[Haskell-cafe] help optimizing memory usage for a program

Mon Mar 2 12:57:05 EST 2009

Bulat Ziganshin ha scritto:
> Hello Manlio,
> 
> Monday, March 2, 2009, 8:16:10 PM, you wrote:
> 
>> By the way: I have written the first version of the program to parse
>> Netflix training data set in D.
>> I also used ncpu * 1.5 threads, to parse files concurrently.
> 
>> However execution was *really* slow, due to garbage collection.
>> I have also tried to disable garbage collection, and to manually run a
>> garbage cycle from time to time (every 200 file parsed), but the 
>> performance were the same.
> 
> may be it will be better to use somewhat like MapReduce and split
> your job into 100-file parts which are processed by ncpu concurrently
> executed scripts?
> 

For process-data-1 program there is no real need, since it is already 
fast enough (8 minutes on my laptop, and too memory usage is not a 
problem, unless it required more then 2 GB).

For process-data-2 there is some code that is left unevaluated (the 
array concatenation).
Simple file parsing is quite fast.
Most of the time is spent (IMHO) concatenating arrays in
foldl' (unionWith concatU), in the main function.

This should be possible to run in parallel, with MapReduce; I have to check.

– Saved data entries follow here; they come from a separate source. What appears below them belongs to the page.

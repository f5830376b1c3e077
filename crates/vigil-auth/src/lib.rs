//! # Vigil Auth
//!
//! Authentication core for the Vigil monitoring platform.
//!
//! This crate provides:
//! - Signing configuration materialized from a key/value secret store
//! - JWT access and refresh token issuance and verification
//! - Argon2id password hashing and input validation
//! - An account store with an atomic first-account path
//! - The bootstrap gate and the auth orchestrator built on top of them

#![forbid(unsafe_code)]
#![warn(missing_docs)]

pub mod accounts;
pub mod bootstrap;
pub mod clock;
pub mod config;
pub mod password;
pub mod secrets;
pub mod service;
pub mod token;
pub mod validation;

pub use accounts::{Account, AccountStore, MemoryAccountStore, NewAccount, PublicAccount, SledAccountStore};
pub use bootstrap::BootstrapGate;
pub use clock::{Clock, ManualClock, SystemClock};
pub use config::{SigningConfig, SigningConfigCache};
pub use password::{HashParams, PasswordHasher};
pub use secrets::{MemorySecretStore, SecretStore, SledSecretStore};
pub use service::AuthService;
pub use token::{AccessToken, Claims, IssuedToken, TokenPair, TokenService, TokenType};
pub use validation::PasswordPolicy;

use thiserror::Error;

/// Authentication errors.
///
/// The variants keep the internal cause of a failure. Callers that face
/// untrusted clients are expected to flatten the token and credential
/// variants before responding.
#[derive(Debug, Error)]
pub enum AuthError {
    /// Signing configuration is missing or invalid. No token may be issued.
    #[error("Configuration error: {0}")]
    Configuration(String),

    /// Malformed input to account creation.
    #[error("Validation error: {0}")]
    Validation(String),

    /// An account already exists, so the first-user path is closed.
    #[error("Platform already bootstrapped")]
    AlreadyBootstrapped,

    /// Login failed. Deliberately carries no reason.
    #[error("Invalid credentials")]
    InvalidCredentials,

    /// Bad signature, malformed structure, wrong issuer or algorithm.
    #[error("Invalid token: {0}")]
    TokenInvalid(String),

    /// Signature valid, but the token is past its expiry.
    #[error("Token expired")]
    TokenExpired,

    /// A token of one type was presented where the other is required.
    #[error("Token type mismatch: expected {expected}, got {actual}")]
    TokenTypeMismatch {
        /// Type the caller required.
        expected: TokenType,
        /// Type carried by the token.
        actual: TokenType,
    },

    /// Storage backend failure.
    #[error("Storage error: {0}")]
    Storage(String),

    /// Unexpected internal failure (hashing, task join).
    #[error("Internal error: {0}")]
    Internal(String),
}

impl AuthError {
    /// Whether this is one of the token verification failures.
    #[must_use]
    pub const fn is_token_error(&self) -> bool {
        matches!(
            self,
            Self::TokenInvalid(_) | Self::TokenExpired | Self::TokenTypeMismatch { .. }
        )
    }

    /// Short stable label for logs and metrics.
    #[must_use]
    pub const fn kind(&self) -> &'static str {
        match self {
            Self::Configuration(_) => "configuration",
            Self::Validation(_) => "validation",
            Self::AlreadyBootstrapped => "already_bootstrapped",
            Self::InvalidCredentials => "invalid_credentials",
            Self::TokenInvalid(_) => "token_invalid",
            Self::TokenExpired => "token_expired",
            Self::TokenTypeMismatch { .. } => "token_type_mismatch",
            Self::Storage(_) => "storage",
            Self::Internal(_) => "internal",
        }
    }
}

impl From<sled::Error> for AuthError {
    fn from(e: sled::Error) -> Self {
        Self::Storage(e.to_string())
    }
}

impl From<tokio::task::JoinError> for AuthError {
    fn from(e: tokio::task::JoinError) -> Self {
        Self::Internal(format!("Blocking task failed: {e}"))
    }
}

#[cfg(test)]
mod tests {
    use super::*;

    #[test]
    fn test_token_error_classification() {
        assert!(AuthError::TokenExpired.is_token_error());
        assert!(AuthError::TokenInvalid("bad".to_string()).is_token_error());
        assert!(
            AuthError::TokenTypeMismatch {
                expected: TokenType::Access,
                actual: TokenType::Refresh,
            }
            .is_token_error()
        );
        assert!(!AuthError::InvalidCredentials.is_token_error());
        assert!(!AuthError::Configuration("x".to_string()).is_token_error());
    }

    #[test]
    fn test_kind_labels() {
        assert_eq!(AuthError::AlreadyBootstrapped.kind(), "already_bootstrapped");
        assert_eq!(AuthError::TokenExpired.kind(), "token_expired");
    }
}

But if parsing is so slow, there are only two solutions:

1) write the parser in C++, and then serialize the data in a compact
    binary format, to be read by Haskell [1]

    But, in this case, there are no reasons to write a piece of code in
    C++ and the other in Haskell ;-)

2) reimplement process-data-2 so that instead of grouping ratings by
    users in an IntMap, accumulate ratings in separate files
    (each per user, for a total of 480189 files [2]).

    This will avoid the need of array concatenation.

    Then parse the data again, and this should be more memory/GC
    friendly.

[1] hoping that array creation from a stream is memory efficient.
[2] versus 17770 files with ratings grouped by movies

Regards  Manlio Perillo